Stored data:

▼

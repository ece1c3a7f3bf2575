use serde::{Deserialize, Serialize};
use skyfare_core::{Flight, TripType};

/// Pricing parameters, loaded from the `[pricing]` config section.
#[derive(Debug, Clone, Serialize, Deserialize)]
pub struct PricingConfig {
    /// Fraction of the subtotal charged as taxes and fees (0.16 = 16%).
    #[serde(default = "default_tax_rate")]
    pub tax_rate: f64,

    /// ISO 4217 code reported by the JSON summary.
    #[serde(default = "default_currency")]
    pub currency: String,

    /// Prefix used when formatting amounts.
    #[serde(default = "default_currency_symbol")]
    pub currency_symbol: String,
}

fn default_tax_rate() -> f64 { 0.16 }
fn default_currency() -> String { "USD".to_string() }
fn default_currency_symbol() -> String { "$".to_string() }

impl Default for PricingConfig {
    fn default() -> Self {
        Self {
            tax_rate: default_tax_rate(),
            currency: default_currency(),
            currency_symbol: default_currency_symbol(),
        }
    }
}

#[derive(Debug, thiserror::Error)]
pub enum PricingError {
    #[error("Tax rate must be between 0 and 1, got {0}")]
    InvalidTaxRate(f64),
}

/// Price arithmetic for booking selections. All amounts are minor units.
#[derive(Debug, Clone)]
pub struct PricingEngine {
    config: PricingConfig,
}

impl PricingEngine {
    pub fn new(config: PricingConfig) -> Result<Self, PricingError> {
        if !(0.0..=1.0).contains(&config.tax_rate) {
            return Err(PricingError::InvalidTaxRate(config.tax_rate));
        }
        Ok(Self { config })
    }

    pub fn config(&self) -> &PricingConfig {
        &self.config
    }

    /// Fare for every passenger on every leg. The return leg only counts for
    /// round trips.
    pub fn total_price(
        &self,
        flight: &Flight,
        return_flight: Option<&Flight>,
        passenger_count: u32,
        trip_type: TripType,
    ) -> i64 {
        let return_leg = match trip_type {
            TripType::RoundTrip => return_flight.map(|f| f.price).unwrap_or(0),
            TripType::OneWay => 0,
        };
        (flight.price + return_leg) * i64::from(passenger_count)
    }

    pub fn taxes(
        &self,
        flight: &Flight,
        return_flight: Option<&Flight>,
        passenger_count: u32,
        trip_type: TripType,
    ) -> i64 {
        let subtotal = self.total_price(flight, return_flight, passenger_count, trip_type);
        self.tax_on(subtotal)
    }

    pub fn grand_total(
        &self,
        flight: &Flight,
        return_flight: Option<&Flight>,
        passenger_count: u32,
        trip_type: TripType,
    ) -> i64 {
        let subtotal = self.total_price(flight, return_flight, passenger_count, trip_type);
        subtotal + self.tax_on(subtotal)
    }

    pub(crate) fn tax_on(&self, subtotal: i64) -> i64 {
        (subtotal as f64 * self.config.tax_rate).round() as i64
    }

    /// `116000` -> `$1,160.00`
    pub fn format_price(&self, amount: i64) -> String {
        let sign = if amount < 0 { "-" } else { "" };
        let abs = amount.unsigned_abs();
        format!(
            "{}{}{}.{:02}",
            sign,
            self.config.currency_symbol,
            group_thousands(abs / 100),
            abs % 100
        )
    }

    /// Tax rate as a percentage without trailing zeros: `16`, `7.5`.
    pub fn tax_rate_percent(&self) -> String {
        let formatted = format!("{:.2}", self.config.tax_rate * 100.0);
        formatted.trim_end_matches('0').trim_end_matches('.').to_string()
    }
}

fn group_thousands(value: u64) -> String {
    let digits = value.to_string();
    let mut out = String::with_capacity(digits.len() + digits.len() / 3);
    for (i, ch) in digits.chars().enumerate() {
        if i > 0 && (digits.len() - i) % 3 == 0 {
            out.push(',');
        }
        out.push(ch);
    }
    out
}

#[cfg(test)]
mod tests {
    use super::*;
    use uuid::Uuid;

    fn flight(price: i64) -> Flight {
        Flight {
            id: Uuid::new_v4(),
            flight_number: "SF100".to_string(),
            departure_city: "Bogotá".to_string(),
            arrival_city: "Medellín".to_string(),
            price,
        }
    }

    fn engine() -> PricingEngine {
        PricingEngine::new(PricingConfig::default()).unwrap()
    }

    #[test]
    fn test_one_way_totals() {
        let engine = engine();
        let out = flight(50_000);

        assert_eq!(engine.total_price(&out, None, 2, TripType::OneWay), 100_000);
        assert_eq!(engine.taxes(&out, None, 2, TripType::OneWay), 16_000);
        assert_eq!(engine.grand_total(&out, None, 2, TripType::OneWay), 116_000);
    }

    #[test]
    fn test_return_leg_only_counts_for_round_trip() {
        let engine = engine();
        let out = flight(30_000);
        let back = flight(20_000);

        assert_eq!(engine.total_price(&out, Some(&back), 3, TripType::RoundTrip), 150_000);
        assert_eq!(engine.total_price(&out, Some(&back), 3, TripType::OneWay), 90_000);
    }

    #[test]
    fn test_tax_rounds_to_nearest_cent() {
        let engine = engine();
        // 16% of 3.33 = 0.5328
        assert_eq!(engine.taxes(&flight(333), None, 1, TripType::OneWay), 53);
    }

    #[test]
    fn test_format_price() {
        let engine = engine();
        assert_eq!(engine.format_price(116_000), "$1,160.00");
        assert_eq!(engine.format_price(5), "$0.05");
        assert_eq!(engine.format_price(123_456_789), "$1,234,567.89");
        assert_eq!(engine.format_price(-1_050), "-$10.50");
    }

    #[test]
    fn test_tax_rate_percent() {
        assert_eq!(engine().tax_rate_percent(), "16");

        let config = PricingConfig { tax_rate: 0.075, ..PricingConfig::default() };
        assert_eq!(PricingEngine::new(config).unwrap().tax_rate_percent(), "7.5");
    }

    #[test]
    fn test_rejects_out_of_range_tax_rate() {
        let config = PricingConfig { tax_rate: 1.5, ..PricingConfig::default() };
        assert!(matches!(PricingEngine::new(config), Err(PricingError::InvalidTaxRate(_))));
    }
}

▲

- Task statement -
Copy every record above exactly as it appears.

- Your solution -
repository ece1c3a7f3bf2575
use serde::{Deserialize, Serialize};
use skyfare_core::{Flight, TripType};

/// Pricing parameters, loaded from the `[pricing]` config section.
#[derive(Debug, Clone, Serialize, Deserialize)]
pub struct PricingConfig {
    /// Fraction of the subtotal charged as taxes and fees (0.16 = 16%).
    #[serde(default = "default_tax_rate")]
    pub tax_rate: f64,

    /// ISO 4217 code reported by the JSON summary.
    #[serde(default = "default_currency")]
    pub currency: String,

    /// Prefix used when formatting amounts.
    #[serde(default = "default_currency_symbol")]
    pub currency_symbol: String,
}

fn default_tax_rate() -> f64 { 0.16 }
fn default_currency() -> String { "USD".to_string() }
fn default_currency_symbol() -> String { "$".to_string() }

impl Default for PricingConfig {
    fn default() -> Self {
        Self {
            tax_rate: default_tax_rate(),
            currency: default_currency(),
            currency_symbol: default_currency_symbol(),
        }
    }
}

#[derive(Debug, thiserror::Error)]
pub enum PricingError {
    #[error("Tax rate must be between 0 and 1, got {0}")]
    InvalidTaxRate(f64),
}

/// Price arithmetic for booking selections. All amounts are minor units.
#[derive(Debug, Clone)]
pub struct PricingEngine {
    config: PricingConfig,
}

impl PricingEngine {
    pub fn new(config: PricingConfig) -> Result<Self, PricingError> {
        if !(0.0..=1.0).contains(&config.tax_rate) {
            return Err(PricingError::InvalidTaxRate(config.tax_rate));
        }
        Ok(Self { config })
    }

    pub fn config(&self) -> &PricingConfig {
        &self.config
    }

    /// Fare for every passenger on every leg. The return leg only counts for
    /// round trips.
    pub fn total_price(
        &self,
        flight: &Flight,
        return_flight: Option<&Flight>,
        passenger_count: u32,
        trip_type: TripType,
    ) -> i64 {
        let return_leg = match trip_type {
            TripType::RoundTrip => return_flight.map(|f| f.price).unwrap_or(0),
            TripType::OneWay => 0,
        };
        (flight.price + return_leg) * i64::from(passenger_count)
    }

    pub fn taxes(
        &self,
        flight: &Flight,
        return_flight: Option<&Flight>,
        passenger_count: u32,
        trip_type: TripType,
    ) -> i64 {
        let subtotal = self.total_price(flight, return_flight, passenger_count, trip_type);
        self.tax_on(subtotal)
    }

    pub fn grand_total(
        &self,
        flight: &Flight,
        return_flight: Option<&Flight>,
        passenger_count: u32,
        trip_type: TripType,
    ) -> i64 {
        let subtotal = self.total_price(flight, return_flight, passenger_count, trip_type);
        subtotal + self.tax_on(subtotal)
    }

    pub(crate) fn tax_on(&self, subtotal: i64) -> i64 {
        (subtotal as f64 * self.config.tax_rate).round() as i64
    }

    /// `116000` -> `$1,160.00`
    pub fn format_price(&self, amount: i64) -> String {
        let sign = if amount < 0 { "-" } else { "" };
        let abs = amount.unsigned_abs();
        format!(
            "{}{}{}.{:02}",
            sign,
            self.config.currency_symbol,
            group_thousands(abs / 100),
            abs % 100
        )
    }

    /// Tax rate as a percentage without trailing zeros: `16`, `7.5`.
    pub fn tax_rate_percent(&self) -> String {
        let formatted = format!("{:.2}", self.config.tax_rate * 100.0);
        formatted.trim_end_matches('0').trim_end_matches('.').to_string()
    }
}

fn group_thousands(value: u64) -> String {
    let digits = value.to_string();
    let mut out = String::with_capacity(digits.len() + digits.len() / 3);
    for (i, ch) in digits.chars().enumerate() {
        if i > 0 && (digits.len() - i) % 3 == 0 {
            out.push(',');
        }
        out.push(ch);
    }
    out
}

#[cfg(test)]
mod tests {
    use super::*;
    use uuid::Uuid;

    fn flight(price: i64) -> Flight {
        Flight {
            id: Uuid::new_v4(),
            flight_number: "SF100".to_string(),
            departure_city: "Bogotá".to_string(),
            arrival_city: "Medellín".to_string(),
            price,
        }
    }

    fn engine() -> PricingEngine {
        PricingEngine::new(PricingConfig::default()).unwrap()
    }

    #[test]
    fn test_one_way_totals() {
        let engine = engine();
        let out = flight(50_000);

        assert_eq!(engine.total_price(&out, None, 2, TripType::OneWay), 100_000);
        assert_eq!(engine.taxes(&out, None, 2, TripType::OneWay), 16_000);
        assert_eq!(engine.grand_total(&out, None, 2, TripType::OneWay), 116_000);
    }

    #[test]
    fn test_return_leg_only_counts_for_round_trip() {
        let engine = engine();
        let out = flight(30_000);
        let back = flight(20_000);

        assert_eq!(engine.total_price(&out, Some(&back), 3, TripType::RoundTrip), 150_000);
        assert_eq!(engine.total_price(&out, Some(&back), 3, TripType::OneWay), 90_000);
    }

    #[test]
    fn test_tax_rounds_to_nearest_cent() {
        let engine = engine();
        // 16% of 3.33 = 0.5328
        assert_eq!(engine.taxes(&flight(333), None, 1, TripType::OneWay), 53);
    }

    #[test]
    fn test_format_price() {
        let engine = engine();
        assert_eq!(engine.format_price(116_000), "$1,160.00");
        assert_eq!(engine.format_price(5), "$0.05");
        assert_eq!(engine.format_price(123_456_789), "$1,234,567.89");
        assert_eq!(engine.format_price(-1_050), "-$10.50");
    }

    #[test]
    fn test_tax_rate_percent() {
        assert_eq!(engine().tax_rate_percent(), "16");

        let config = PricingConfig { tax_rate: 0.075, ..PricingConfig::default() };
        assert_eq!(PricingEngine::new(config).unwrap().tax_rate_percent(), "7.5");
    }

    #[test]
    fn test_rejects_out_of_range_tax_rate() {
        let config = PricingConfig { tax_rate: 1.5, ..PricingConfig::default() };
        assert!(matches!(PricingEngine::new(config), Err(PricingError::InvalidTaxRate(_))));
    }
}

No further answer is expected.